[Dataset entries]
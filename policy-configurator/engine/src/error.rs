use policy_configurator_core::{IpBlock, IpNet, PodId, PodLabel, PolicyId};
use std::{fmt, time::Duration};
use thiserror::Error;

/// Errors raised while wiring renderers into the configurator.
#[derive(Debug, Error, PartialEq, Eq)]
pub enum RegistryError {
    #[error("a different renderer is already registered for label {label}")]
    AlreadyRegistered { label: PodLabel },

    #[error("a default renderer is already registered")]
    DefaultAlreadyRegistered,

    #[error("no renderer matches the pod's labels and no default renderer is registered")]
    NoDefaultRenderer,
}

/// Invalid policy input. The offending input is excluded from the generated rules.
#[derive(Clone, Debug, Error, PartialEq, Eq)]
pub enum ValidationError {
    #[error("policy {policy}: exception {except} is not a subnet of {block}")]
    InvalidIpBlock {
        policy: PolicyId,
        block: IpBlock,
        except: IpNet,
    },

    #[error("policy {policy}: peer pod {peer} has no known address")]
    UnresolvedPeer { policy: PolicyId, peer: PodId },
}

#[derive(Debug, Error)]
pub enum BackendError {
    #[error(transparent)]
    Failed(anyhow::Error),

    #[error("commit timed out after {0:?}")]
    Timeout(Duration),
}

#[derive(Debug, Error)]
pub enum TxnError {
    #[error("transaction is already closed")]
    Closed,

    #[error("failed to commit policy configuration: {0}")]
    Backend(BackendErrors),
}

/// Describes what a transaction applied.
#[derive(Clone, Debug, Default, PartialEq, Eq)]
pub struct CommitSummary {
    /// The pods applied by each renderer.
    pub applied: Vec<Applied>,

    /// Policy input that was excluded from the generated rules.
    pub invalid: Vec<InvalidInput>,
}

#[derive(Clone, Debug, PartialEq, Eq)]
pub struct Applied {
    pub renderer: String,
    pub pods: Vec<PodId>,
}

#[derive(Clone, Debug, PartialEq, Eq)]
pub struct InvalidInput {
    pub pod: PodId,
    pub error: ValidationError,
}

#[derive(Debug)]
pub struct BackendFailure {
    pub renderer: String,
    pub pods: Vec<PodId>,
    pub error: BackendError,
}

/// Reports a partially-failed commit.
///
/// Renderers listed in `committed` have applied their new state. Only the pods of `failed`
/// renderers and `unroutable` pods need to be configured again.
#[derive(Debug)]
pub struct BackendErrors {
    pub failed: Vec<BackendFailure>,

    /// Pods for which no renderer could be found.
    pub unroutable: Vec<PodId>,

    pub committed: CommitSummary,
}

// === impl BackendErrors ===

impl BackendErrors {
    /// Returns every pod that was not applied.
    pub fn failed_pods(&self) -> impl Iterator<Item = &PodId> {
        self.failed
            .iter()
            .flat_map(|f| f.pods.iter())
            .chain(self.unroutable.iter())
    }
}

impl fmt::Display for BackendErrors {
    fn fmt(&self, f: &mut fmt::Formatter<'_>) -> fmt::Result {
        let mut sep = "";
        for failure in &self.failed {
            write!(f, "{}renderer {} failed", sep, failure.renderer)?;
            write_pods(f, &failure.pods)?;
            write!(f, ": {}", failure.error)?;
            sep = "; ";
        }
        if !self.unroutable.is_empty() {
            write!(f, "{}no renderer for pods", sep)?;
            write_pods(f, &self.unroutable)?;
        }
        Ok(())
    }
}

fn write_pods(f: &mut fmt::Formatter<'_>, pods: &[PodId]) -> fmt::Result {
    f.write_str(" [")?;
    for (i, pod) in pods.iter().enumerate() {
        if i > 0 {
            f.write_str(", ")?;
        }
        write!(f, "{}", pod)?;
    }
    f.write_str("]")
}
use policy_configurator_core::IpNet;

/// Returns the disjoint networks covering `net` minus every network in `excepts`.
///
/// The result is aggregated and sorted. Exceptions are expected to be subnets of `net`; any part of
/// an exception outside of `net` is ignored.
pub(crate) fn subtract(net: IpNet, excepts: &[IpNet]) -> Vec<IpNet> {
    let excepts = excepts.iter().map(IpNet::trunc).collect::<Vec<_>>();
    let mut nets = Vec::new();
    subtract_into(net.trunc(), &excepts, &mut nets);
    IpNet::aggregate(&nets)
}

// Two networks are either disjoint or one contains the other, so a network that neither is covered
// by an exception nor contains one can be kept whole.
fn subtract_into(net: IpNet, excepts: &[IpNet], nets: &mut Vec<IpNet>) {
    if excepts.iter().any(|except| except.contains(&net)) {
        return;
    }

    if !excepts.iter().any(|except| net.contains(except)) {
        nets.push(net);
        return;
    }

    // An exception lies strictly within `net`, so it can always be split.
    if let Ok(halves) = net.subnets(net.prefix_len() + 1) {
        for half in halves {
            subtract_into(half, excepts, nets);
        }
    }
}
use crate::RegistryError;
use policy_configurator_core::{PodLabel, PolicyRenderer};
use std::sync::Arc;

pub type SharedRenderer = Arc<dyn PolicyRenderer>;

/// Maps pod labels to the renderers of the network stacks those pods are attached to.
///
/// Pods carrying none of the registered labels are rendered by the default renderer.
#[derive(Clone, Default)]
pub struct Registry {
    /// Label bindings in registration order.
    labeled: Vec<(PodLabel, SharedRenderer)>,
    default: Option<SharedRenderer>,
}

// === impl Registry ===

impl Registry {
    /// Binds a renderer to pods carrying `label`.
    ///
    /// Registering the same renderer for a label again has no effect.
    pub fn register(
        &mut self,
        label: PodLabel,
        renderer: SharedRenderer,
    ) -> Result<(), RegistryError> {
        if let Some((_, existing)) = self.labeled.iter().find(|(l, _)| *l == label) {
            if same_renderer(existing, &renderer) {
                return Ok(());
            }
            return Err(RegistryError::AlreadyRegistered { label });
        }

        tracing::debug!(%label, renderer = %renderer.name(), "Registered renderer");
        self.labeled.push((label, renderer));
        Ok(())
    }

    /// Sets the renderer for pods that are not matched by any label.
    ///
    /// The default renderer may be set only once.
    pub fn register_default(&mut self, renderer: SharedRenderer) -> Result<(), RegistryError> {
        if self.default.is_some() {
            return Err(RegistryError::DefaultAlreadyRegistered);
        }
        tracing::debug!(renderer = %renderer.name(), "Registered default renderer");
        self.default = Some(renderer);
        Ok(())
    }

    /// Finds the renderer for a pod with the given labels.
    ///
    /// Labels are checked in registration order; the first one carried by the pod wins.
    pub fn resolve(&self, labels: &[PodLabel]) -> Result<&SharedRenderer, RegistryError> {
        self.labeled
            .iter()
            .find(|(label, _)| labels.contains(label))
            .map(|(_, renderer)| renderer)
            .or(self.default.as_ref())
            .ok_or(RegistryError::NoDefaultRenderer)
    }

    /// Returns every distinct registered renderer, in registration order.
    pub fn renderers(&self) -> Vec<SharedRenderer> {
        let mut renderers = Vec::<SharedRenderer>::new();
        for renderer in self
            .labeled
            .iter()
            .map(|(_, r)| r)
            .chain(self.default.as_ref())
        {
            if !renderers.iter().any(|r| same_renderer(r, renderer)) {
                renderers.push(renderer.clone());
            }
        }
        renderers
    }
}

impl std::fmt::Debug for Registry {
    fn fmt(&self, f: &mut std::fmt::Formatter<'_>) -> std::fmt::Result {
        f.debug_struct("Registry")
            .field(
                "labeled",
                &self
                    .labeled
                    .iter()
                    .map(|(label, r)| (label.to_string(), r.name().to_string()))
                    .collect::<Vec<_>>(),
            )
            .field("default", &self.default.as_ref().map(|r| r.name()))
            .finish()
    }
}

/// Renderers are compared by identity.
pub(crate) fn same_renderer(a: &SharedRenderer, b: &SharedRenderer) -> bool {
    std::ptr::addr_eq(Arc::as_ptr(a), Arc::as_ptr(b))
}

#[cfg(test)]
mod tests {
    use super::*;
    use crate::memory::MemoryRenderer;

    fn label(key: &str, value: &str) -> PodLabel {
        PodLabel::new(key, value)
    }

    #[test]
    fn register_is_idempotent() {
        let vpp: SharedRenderer = Arc::new(MemoryRenderer::new("vpp"));
        let other: SharedRenderer = Arc::new(MemoryRenderer::new("vpp"));

        let mut registry = Registry::default();
        registry
            .register(label("stack", "vpp"), vpp.clone())
            .unwrap();
        registry
            .register(label("stack", "vpp"), vpp.clone())
            .unwrap();
        assert_eq!(
            registry.register(label("stack", "vpp"), other.clone()),
            Err(RegistryError::AlreadyRegistered {
                label: label("stack", "vpp")
            })
        );

        // The same renderer may serve multiple labels.
        registry
            .register(label("stack", "dpdk"), vpp.clone())
            .unwrap();
        assert_eq!(registry.renderers().len(), 1);
    }

    #[test]
    fn register_default_once() {
        let kernel: SharedRenderer = Arc::new(MemoryRenderer::new("kernel"));
        let other: SharedRenderer = Arc::new(MemoryRenderer::new("other"));

        let mut registry = Registry::default();
        registry.register_default(kernel.clone()).unwrap();
        assert_eq!(
            registry.register_default(kernel.clone()),
            Err(RegistryError::DefaultAlreadyRegistered)
        );
        assert_eq!(
            registry.register_default(other),
            Err(RegistryError::DefaultAlreadyRegistered)
        );

        // The first default is kept.
        assert!(same_renderer(registry.resolve(&[]).unwrap(), &kernel));
    }

    #[test]
    fn resolve() {
        let kernel: SharedRenderer = Arc::new(MemoryRenderer::new("kernel"));
        let vpp: SharedRenderer = Arc::new(MemoryRenderer::new("vpp"));
        let dpdk: SharedRenderer = Arc::new(MemoryRenderer::new("dpdk"));

        let mut registry = Registry::default();
        assert_eq!(
            registry.resolve(&[]).err(),
            Some(RegistryError::NoDefaultRenderer)
        );

        registry.register(label("stack", "vpp"), vpp.clone()).unwrap();
        registry
            .register(label("accel", "dpdk"), dpdk.clone())
            .unwrap();
        assert_eq!(
            registry.resolve(&[label("app", "web")]).err(),
            Some(RegistryError::NoDefaultRenderer)
        );

        registry.register_default(kernel.clone()).unwrap();
        assert!(same_renderer(
            registry.resolve(&[label("app", "web")]).unwrap(),
            &kernel
        ));
        assert!(same_renderer(
            registry
                .resolve(&[label("app", "web"), label("accel", "dpdk")])
                .unwrap(),
            &dpdk
        ));

        // The first registered label wins, regardless of the order of the pod's labels.
        assert!(same_renderer(
            registry
                .resolve(&[label("accel", "dpdk"), label("stack", "vpp")])
                .unwrap(),
            &vpp
        ));

        let names = registry
            .renderers()
            .iter()
            .map(|r| r.name().to_string())
            .collect::<Vec<_>>();
        assert_eq!(names, vec!["vpp", "dpdk", "kernel"]);
    }
}
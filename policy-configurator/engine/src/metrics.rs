use policy_configurator_core::MatchType;
use prometheus_client::{
    encoding::{EncodeLabelSet, EncodeLabelValue},
    metrics::{counter::Counter, family::Family},
    registry::Registry,
};

#[derive(Clone, Debug, Default)]
pub struct ConfiguratorMetrics {
    commits: Family<CommitLabels, Counter>,
    backend_commits: Family<BackendLabels, Counter>,
    generated_rules: Family<DirectionLabels, Counter>,
    validation_errors: Counter,
}

#[derive(Clone, Debug, Hash, PartialEq, Eq, EncodeLabelSet)]
struct CommitLabels {
    result: CommitResult,
}

#[derive(Clone, Debug, Hash, PartialEq, Eq, EncodeLabelSet)]
struct BackendLabels {
    renderer: String,
    result: CommitResult,
}

#[derive(Clone, Debug, Hash, PartialEq, Eq, EncodeLabelSet)]
struct DirectionLabels {
    direction: Direction,
}

#[derive(Copy, Clone, Debug, Hash, PartialEq, Eq, EncodeLabelValue)]
enum CommitResult {
    Ok,
    Error,
    Timeout,
}

#[derive(Copy, Clone, Debug, Hash, PartialEq, Eq, EncodeLabelValue)]
enum Direction {
    Ingress,
    Egress,
}

// === impl ConfiguratorMetrics ===

impl ConfiguratorMetrics {
    pub fn register(prom: &mut Registry) -> Self {
        let metrics = Self::default();
        prom.register(
            "commits",
            "Count of committed policy transactions",
            metrics.commits.clone(),
        );
        prom.register(
            "backend_commits",
            "Count of renderer transactions committed",
            metrics.backend_commits.clone(),
        );
        prom.register(
            "generated_rules",
            "Count of rules generated for pods",
            metrics.generated_rules.clone(),
        );
        prom.register(
            "validation_errors",
            "Count of invalid policy inputs excluded from generated rules",
            metrics.validation_errors.clone(),
        );
        metrics
    }

    pub(crate) fn commit(&self, ok: bool) {
        let result = if ok {
            CommitResult::Ok
        } else {
            CommitResult::Error
        };
        self.commits.get_or_create(&CommitLabels { result }).inc();
    }

    pub(crate) fn backend_commit(&self, renderer: &str, result: Result<(), &crate::BackendError>) {
        let result = match result {
            Ok(()) => CommitResult::Ok,
            Err(crate::BackendError::Timeout(_)) => CommitResult::Timeout,
            Err(crate::BackendError::Failed(_)) => CommitResult::Error,
        };
        self.backend_commits
            .get_or_create(&BackendLabels {
                renderer: renderer.to_string(),
                result,
            })
            .inc();
    }

    pub(crate) fn generated(&self, direction: MatchType, rules: usize) {
        let direction = match direction {
            MatchType::Ingress => Direction::Ingress,
            MatchType::Egress => Direction::Egress,
        };
        self.generated_rules
            .get_or_create(&DirectionLabels { direction })
            .inc_by(rules as u64);
    }

    pub(crate) fn validation_error(&self) {
        self.validation_errors.inc();
    }
}
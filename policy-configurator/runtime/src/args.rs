use crate::{
    core::{PodId, Policy, PolicyRenderer},
    engine::{
        memory::MemoryRenderer, CommitSummary, Config, ConfiguratorMetrics, PolicyConfigurator,
        TxnError,
    },
    state::{self, DesiredState},
};
use anyhow::{bail, Result};
use clap::Parser;
use prometheus_client::registry::Registry;
use std::{path::PathBuf, sync::Arc, time::Duration};
use tracing::{error, info, warn};

#[derive(Debug, Parser)]
#[clap(
    name = "policy-configurator",
    about = "Renders pods' network policies into filtering rules"
)]
pub struct Args {
    #[clap(
        long,
        default_value = "policy_configurator=info,warn",
        env = "POLICY_CONFIGURATOR_LOG"
    )]
    log_level: kubert::LogFilter,

    #[clap(long, default_value = "plain")]
    log_format: kubert::LogFormat,

    /// A JSON file describing renderers, pods, policies and policy assignments.
    #[clap(long)]
    state: PathBuf,

    /// Bounds the time each renderer may take to commit.
    #[clap(long, default_value = "10000")]
    commit_timeout_ms: u64,

    /// Prints the configurator's metrics after committing.
    #[clap(long)]
    print_metrics: bool,
}

impl Args {
    #[inline]
    pub async fn parse_and_run() -> Result<()> {
        Self::parse().run().await
    }

    pub async fn run(self) -> Result<()> {
        let Self {
            log_level,
            log_format,
            state,
            commit_timeout_ms,
            print_metrics,
        } = self;

        log_format.try_init(log_level)?;

        let state = DesiredState::load(&state)?;
        let assignments = state.assignments()?;

        let mut prom = <Registry>::default();
        let metrics =
            ConfiguratorMetrics::register(prom.sub_registry_with_prefix("policy_configurator"));
        let configurator = PolicyConfigurator::new(
            Arc::new(state.pod_table()),
            Config {
                commit_timeout: Duration::from_millis(commit_timeout_ms),
            },
            metrics,
        );

        let renderers = register_renderers(&configurator, &state.renderers)?;

        // The desired state is complete, so it is applied as a resync.
        let result = resync(&configurator, assignments).await;

        match &result {
            Ok(summary) => {
                for invalid in &summary.invalid {
                    warn!(pod = %invalid.pod, error = %invalid.error, "Invalid policy input");
                }
                info!(renderers = summary.applied.len(), "Applied policies");
            }
            Err(TxnError::Backend(errors)) => {
                for pod in errors.failed_pods() {
                    error!(%pod, "Failed to apply policies");
                }
            }
            Err(error) => error!(%error, "Failed to commit"),
        }

        for renderer in &renderers {
            for (pod, rules) in renderer.pods() {
                println!("{} {} ingress {}", renderer.name(), pod, rules.ingress);
                println!("{} {} egress {}", renderer.name(), pod, rules.egress);
            }
        }

        if print_metrics {
            let mut buf = String::new();
            prometheus_client::encoding::text::encode(&mut buf, &prom)?;
            print!("{}", buf);
        }

        result?;
        Ok(())
    }
}

/// Registers an in-memory renderer for each configured renderer.
///
/// Exactly one renderer must be configured without a label, to serve pods not matched by any
/// other renderer.
fn register_renderers(
    configurator: &PolicyConfigurator,
    configured: &[state::Renderer],
) -> Result<Vec<Arc<MemoryRenderer>>> {
    let mut renderers = Vec::with_capacity(configured.len());
    for renderer in configured {
        let memory = Arc::new(MemoryRenderer::new(&renderer.name));
        match renderer.label.clone() {
            Some(label) => configurator.register_renderer(label.into(), memory.clone())?,
            None => configurator.register_default_renderer(memory.clone())?,
        }
        renderers.push(memory);
    }
    if renderers.is_empty() {
        bail!("no renderers configured");
    }
    if configured.iter().all(|r| r.label.is_some()) {
        bail!("no default renderer configured");
    }
    Ok(renderers)
}

async fn resync(
    configurator: &PolicyConfigurator,
    assignments: Vec<(PodId, Vec<Policy>)>,
) -> Result<CommitSummary, TxnError> {
    let mut txn = configurator.new_txn(true);
    for (pod, policies) in assignments {
        txn.configure(pod, policies)?;
    }
    txn.commit().await
}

EXERCISE REQUIREMENTS
What number of lines in the data above include the string "info"? Answer with that number only.

TASK OUTPUT
3